How to recognize depression and stress in children

Now, here’s a statistic that should cause us all to be a bit concerned. According to KidsHealth.org, there are approximately 17 million people in the United States who suffer with depression. What may be even more alarming is that reportedly, one in every 33 children and one in every eight teenagers battle with depression as well. If depression is left untreated, it can lead to anything from poor school performance to suicide attempts. Plus, one of the biggest concerns with this health issue is that sometimes it goes unnoticed and untreated until it’s too late.

So, what are some of the ways to recognize some of the signs of stress and depression in young children so that you can know what to look for as it relates to your own kids? We have a list of five symptoms of depression that you should definitely consult a doctor or therapist about if you start to notice them in your son or daughter below:

They are very sad (all of the time). We all have times when some days are better than others. However, if you notice that your child is very sad or has been crying a lot and often and when you ask them what’s wrong they are unable to provide you with a definitive answer and their low mood goes on for days on end, this is definitely a symptom to take special note of.

They have a loss of appetite. Children may not always like what they’re given to eat, but it’s rare that they don’t have an appetite. If your child finds an excuse to not eat breakfast, lunch or dinner, even when you serve their favorite kinds of foods, this is another sign that they may be battling, on some level, with depression.

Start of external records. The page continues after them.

use std::path::{Path, PathBuf};
use std::time::Duration;

use anyhow::{Context, Result};
use indicatif::{ProgressBar, ProgressStyle};
use reqwest::header::{HeaderMap, HeaderValue, ACCEPT_LANGUAGE, USER_AGENT};
use reqwest::StatusCode;
use rusqlite::Connection;
use tokio::io::AsyncWriteExt;
use tracing::{info, warn};
use url::Url;

use crate::catalog;
use crate::db::{self, DownloadRow};

const USER_AGENT_VALUE: &str = "Mozilla/5.0 (WorldBank-README-Downloader/2.1)";
const ACCEPT_LANGUAGE_VALUE: &str = "en-US,en;q=0.8,zh-CN;q=0.7";
const CONNECT_TIMEOUT: Duration = Duration::from_secs(15);
const READ_TIMEOUT: Duration = Duration::from_secs(120);
const DOWNLOAD_DELAY: Duration = Duration::from_millis(250);
const MAX_RETRIES: u32 = 5;
const BACKOFF_FACTOR: Duration = Duration::from_millis(1200);

/// Retry transient failures with exponential backoff.
#[derive(Debug, Clone, Copy)]
pub struct RetryPolicy {
    pub max_retries: u32,
    pub backoff_factor: Duration,
}

impl Default for RetryPolicy {
    fn default() -> Self {
        Self {
            max_retries: MAX_RETRIES,
            backoff_factor: BACKOFF_FACTOR,
        }
    }
}

impl RetryPolicy {
    /// Delay before retry number `attempt` (0-based).
    pub fn backoff(&self, attempt: u32) -> Duration {
        self.backoff_factor * 2u32.saturating_pow(attempt)
    }

    pub fn is_retryable_status(status: StatusCode) -> bool {
        matches!(status.as_u16(), 429 | 500 | 502 | 503 | 504)
    }
}

/// Counters for one crawl run.
#[derive(Debug, Default, Clone)]
pub struct CrawlStats {
    pub requests: usize,
    pub retries: usize,
    pub pages_scanned: usize,
    pub downloaded: usize,
    pub skipped: usize,
    pub failed: usize,
}

/// HTTP client, retry policy and counters for a single crawl. Build one per
/// run; nothing is shared between runs.
pub struct CrawlSession {
    client: reqwest::Client,
    base: Url,
    policy: RetryPolicy,
    pub stats: CrawlStats,
}

impl CrawlSession {
    pub fn new() -> Result<Self> {
        Self::with_policy(RetryPolicy::default())
    }

    pub fn with_policy(policy: RetryPolicy) -> Result<Self> {
        Self::build(policy, READ_TIMEOUT)
    }

    /// `read_timeout` bounds each read, not the whole transfer.
    fn build(policy: RetryPolicy, read_timeout: Duration) -> Result<Self> {
        let mut headers = HeaderMap::new();
        headers.insert(USER_AGENT, HeaderValue::from_static(USER_AGENT_VALUE));
        headers.insert(ACCEPT_LANGUAGE, HeaderValue::from_static(ACCEPT_LANGUAGE_VALUE));

        let client = reqwest::Client::builder()
            .default_headers(headers)
            .connect_timeout(CONNECT_TIMEOUT)
            .read_timeout(read_timeout)
            .build()
            .context("Failed to build HTTP client")?;

        Ok(Self {
            client,
            base: Url::parse(catalog::BASE_URL)?,
            policy,
            stats: CrawlStats::default(),
        })
    }

    pub fn base(&self) -> &Url {
        &self.base
    }

    /// GET with retries on connection errors, timeouts and 429/5xx.
    /// Returns the first non-retryable response, which must be a success.
    async fn get_with_retry(&mut self, url: &str) -> Result<reqwest::Response> {
        let mut attempt = 0;
        loop {
            self.stats.requests += 1;
            let reason = match self.client.get(url).send().await {
                Ok(resp) if RetryPolicy::is_retryable_status(resp.status()) => {
                    if attempt >= self.policy.max_retries {
                        return resp
                            .error_for_status()
                            .with_context(|| format!("GET {} (retries exhausted)", url));
                    }
                    format!("HTTP {}", resp.status())
                }
                Ok(resp) => {
                    return resp.error_for_status().with_context(|| format!("GET {}", url));
                }
                Err(e) if is_transient(&e) && attempt < self.policy.max_retries => e.to_string(),
                Err(e) => return Err(e).with_context(|| format!("GET {}", url)),
            };

            let backoff = self.policy.backoff(attempt);
            warn!(
                "{} on {} (attempt {}/{}), backing off {:.1}s",
                reason,
                url,
                attempt + 1,
                self.policy.max_retries,
                backoff.as_secs_f64()
            );
            self.stats.retries += 1;
            tokio::time::sleep(backoff).await;
            attempt += 1;
        }
    }

    pub async fn get_text(&mut self, url: &str) -> Result<String> {
        let resp = self.get_with_retry(url).await?;
        resp.text().await.with_context(|| format!("reading body of {}", url))
    }

    /// Download one file into `out_dir`, streaming through a `.part` file.
    /// An existing non-empty destination is left alone.
    pub async fn download_one(&mut self, url: &str, out_dir: &Path) -> Result<DownloadOutcome> {
        tokio::fs::create_dir_all(out_dir)
            .await
            .with_context(|| format!("creating {}", out_dir.display()))?;
        let file_name = catalog::filename_from_url(url);
        let dest = out_dir.join(&file_name);

        if let Ok(meta) = tokio::fs::metadata(&dest).await {
            if meta.len() > 0 {
                return Ok(DownloadOutcome::Skipped { path: dest });
            }
        }

        let mut resp = self.get_with_retry(url).await?;
        let tmp = part_path(&dest);
        let mut file = tokio::fs::File::create(&tmp)
            .await
            .with_context(|| format!("creating {}", tmp.display()))?;
        let mut bytes = 0u64;
        while let Some(chunk) = resp.chunk().await.with_context(|| format!("reading {}", url))? {
            file.write_all(&chunk).await?;
            bytes += chunk.len() as u64;
        }
        file.flush().await?;
        drop(file);
        tokio::fs::rename(&tmp, &dest)
            .await
            .with_context(|| format!("renaming {}", tmp.display()))?;

        Ok(DownloadOutcome::Saved { path: dest, bytes })
    }
}

fn is_transient(e: &reqwest::Error) -> bool {
    e.is_connect() || e.is_timeout() || e.is_request()
}

fn part_path(dest: &Path) -> PathBuf {
    let mut name = dest.as_os_str().to_os_string();
    name.push(".part");
    PathBuf::from(name)
}

#[derive(Debug)]
pub enum DownloadOutcome {
    Saved { path: PathBuf, bytes: u64 },
    Skipped { path: PathBuf },
}

/// Download every planned URL in order with a polite pause in between,
/// recording each attempt. Failures are logged and skipped.
pub async fn download_all(
    session: &mut CrawlSession,
    conn: &Connection,
    plan: &[String],
    out_dir: &Path,
) -> Result<CrawlStats> {
    let pb = ProgressBar::new(plan.len() as u64);
    pb.set_style(
        ProgressStyle::default_bar()
            .template("[{elapsed_precise}] {bar:40} {pos}/{len} ({per_sec}, eta {eta})")?
            .progress_chars("=> "),
    );

    for url in plan {
        let mut row = DownloadRow {
            url: url.clone(),
            catalog_id: catalog::catalog_id_from_url(url),
            file_name: catalog::filename_from_url(url),
            ok: true,
            skipped: false,
            bytes: None,
            error: None,
        };

        match session.download_one(url, out_dir).await {
            Ok(DownloadOutcome::Saved { path, bytes }) => {
                session.stats.downloaded += 1;
                row.bytes = Some(bytes);
                pb.println(format!("[ok] {} ({} bytes)", path.display(), bytes));
            }
            Ok(DownloadOutcome::Skipped { path }) => {
                session.stats.skipped += 1;
                row.skipped = true;
                pb.println(format!("[skip] Exists: {}", path.display()));
            }
            Err(e) => {
                session.stats.failed += 1;
                row.ok = false;
                row.error = Some(format!("{:#}", e));
                warn!("Failed {}: {:#}", url, e);
            }
        }

        db::record_download(conn, &row)?;
        pb.inc(1);
        tokio::time::sleep(DOWNLOAD_DELAY).await;
    }

    pb.finish_and_clear();
    let stats = session.stats.clone();
    info!(
        "Downloads: {} saved, {} skipped, {} failed ({} requests, {} retries)",
        stats.downloaded, stats.skipped, stats.failed, stats.requests, stats.retries
    );
    Ok(stats)
}

#[cfg(test)]
mod tests {
    use super::*;

    #[test]
    fn backoff_grows_exponentially() {
        let p = RetryPolicy::default();
        assert_eq!(p.backoff(0), Duration::from_millis(1200));
        assert_eq!(p.backoff(1), Duration::from_millis(2400));
        assert_eq!(p.backoff(3), Duration::from_millis(9600));
    }

    #[test]
    fn retryable_statuses() {
        for code in [429u16, 500, 502, 503, 504] {
            assert!(RetryPolicy::is_retryable_status(StatusCode::from_u16(code).unwrap()));
        }
        for code in [200u16, 301, 403, 404, 501] {
            assert!(!RetryPolicy::is_retryable_status(StatusCode::from_u16(code).unwrap()));
        }
    }

    #[test]
    fn part_file_sits_next_to_destination() {
        assert_eq!(
            part_path(Path::new("data/readmes/12_README.pdf")),
            PathBuf::from("data/readmes/12_README.pdf.part")
        );
    }

    /// Serve one canned reply per connection on a local port.
    async fn serve(replies: Vec<(&'static str, &'static str)>) -> String {
        use tokio::io::AsyncReadExt;

        let listener = tokio::net::TcpListener::bind("127.0.0.1:0").await.unwrap();
        let addr = listener.local_addr().unwrap();
        tokio::spawn(async move {
            for (status, body) in replies {
                let Ok((mut sock, _)) = listener.accept().await else {
                    return;
                };
                let mut req = Vec::new();
                let mut buf = [0u8; 1024];
                while !req.windows(4).any(|w| w == b"\r\n\r\n") {
                    match sock.read(&mut buf).await {
                        Ok(0) | Err(_) => break,
                        Ok(n) => req.extend_from_slice(&buf[..n]),
                    }
                }
                let reply = format!(
                    "HTTP/1.1 {}\r\nContent-Length: {}\r\nConnection: close\r\n\r\n{}",
                    status,
                    body.len(),
                    body
                );
                let _ = sock.write_all(reply.as_bytes()).await;
                let _ = sock.shutdown().await;
            }
        });
        format!("http://{}/README.pdf", addr)
    }

    fn fast_policy() -> RetryPolicy {
        RetryPolicy {
            max_retries: 2,
            backoff_factor: Duration::from_millis(1),
        }
    }

    #[tokio::test]
    async fn retries_until_success() {
        let url = serve(vec![
            ("503 Service Unavailable", "busy"),
            ("503 Service Unavailable", "busy"),
            ("200 OK", "ok"),
        ])
        .await;
        let mut session = CrawlSession::with_policy(fast_policy()).unwrap();
        assert_eq!(session.get_text(&url).await.unwrap(), "ok");
        assert_eq!(session.stats.requests, 3);
        assert_eq!(session.stats.retries, 2);
    }

    #[tokio::test]
    async fn gives_up_after_max_retries() {
        let url = serve(vec![
            ("503 Service Unavailable", "busy"),
            ("503 Service Unavailable", "busy"),
            ("503 Service Unavailable", "busy"),
        ])
        .await;
        let mut session = CrawlSession::with_policy(fast_policy()).unwrap();
        let err = session.get_text(&url).await.unwrap_err();
        assert!(format!("{:#}", err).contains("retries exhausted"), "{:#}", err);
        assert_eq!(session.stats.requests, 3);
        assert_eq!(session.stats.retries, 2);
    }

    #[tokio::test]
    async fn client_errors_are_not_retried() {
        let url = serve(vec![("404 Not Found", "missing")]).await;
        let mut session = CrawlSession::with_policy(fast_policy()).unwrap();
        assert!(session.get_text(&url).await.is_err());
        assert_eq!(session.stats.requests, 1);
        assert_eq!(session.stats.retries, 0);
    }

    #[tokio::test]
    async fn slow_download_survives_past_read_timeout() {
        use tokio::io::AsyncReadExt;

        let listener = tokio::net::TcpListener::bind("127.0.0.1:0").await.unwrap();
        let addr = listener.local_addr().unwrap();
        tokio::spawn(async move {
            let (mut sock, _) = listener.accept().await.unwrap();
            let mut buf = [0u8; 1024];
            let _ = sock.read(&mut buf).await;
            sock.write_all(b"HTTP/1.1 200 OK\r\nContent-Length: 5\r\nConnection: close\r\n\r\n")
                .await
                .unwrap();
            for part in [b"a", b"b", b"c", b"d", b"e"] {
                sock.write_all(part).await.unwrap();
                sock.flush().await.unwrap();
                tokio::time::sleep(Duration::from_millis(150)).await;
            }
        });

        // each gap is under the read timeout, the whole transfer is not
        let mut session = CrawlSession::build(fast_policy(), Duration::from_millis(400)).unwrap();
        let dir = tempfile::tempdir().unwrap();
        let url = format!("http://{}/catalog/9/download/1/README.pdf", addr);
        let outcome = session.download_one(&url, dir.path()).await.unwrap();
        match outcome {
            DownloadOutcome::Saved { path, bytes } => {
                assert_eq!(bytes, 5);
                assert_eq!(path, dir.path().join("9_README.pdf"));
                assert_eq!(std::fs::read(&path).unwrap(), b"abcde");
            }
            other => panic!("unexpected {:?}", other),
        }
    }

    #[tokio::test]
    async fn existing_file_is_not_downloaded_again() {
        let dir = tempfile::tempdir().unwrap();
        std::fs::write(dir.path().join("222_README.pdf"), b"%PDF-1.4").unwrap();
        let mut session = CrawlSession::new().unwrap();
        let outcome = session
            .download_one(catalog::SEED_README_URLS[0], dir.path())
            .await
            .unwrap();
        assert!(matches!(outcome, DownloadOutcome::Skipped { .. }));
        assert_eq!(session.stats.requests, 0);
    }
}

They are always tired. How many children do you know who would rather go to bed early than stay up with everyone else? It’s one thing if your child has had a really busy day and they turn in early due to complete exhaustion. It’s another matter entirely if they would prefer to go to bed right after school and they can easily sleep until the following morning, night after night. A lot of people who struggle with depression use sleep as an escape mechanism (because if you’re not awake, you tend not to think so much). A child needs between 8-12 hours of sleep per night based on their age. If your child is getting more than that, all of the time, speak with your physician about it.

They isolate themselves. If you’ve ever done any research on child therapy, you might have read that any time that a child spends a lot of time alone, especially if they would prefer to be in a dark room or they are not really doing anything other than lying on the bed or looking out of the window, they could be dealing with some level of depression. Even shy children tend to want some kind of attention from those they are comfortable with and so if your child always asks to be alone, take this as another telltale depression sign.

They drastically change their appearance. When we don’t feel happy, it tends to show in how we look. If you notice drastic changes in your child’s appearance (they wear dark clothes all of the time, they have made attempts to change their hair on their own or they have even lost a significant amount of weight), this is another red flag. Don’t assume that they are simply “doing what kids do”. Depression can oftentimes be an overwhelming emotion that they don’t know how to properly convey. So, make sure to look for the signs, ask them how they are feeling and if necessary, get them the help that they need. Depression can be treated once it’s diagnosed and that comes first with noticing the signs and then sharing them with a professional that you trust.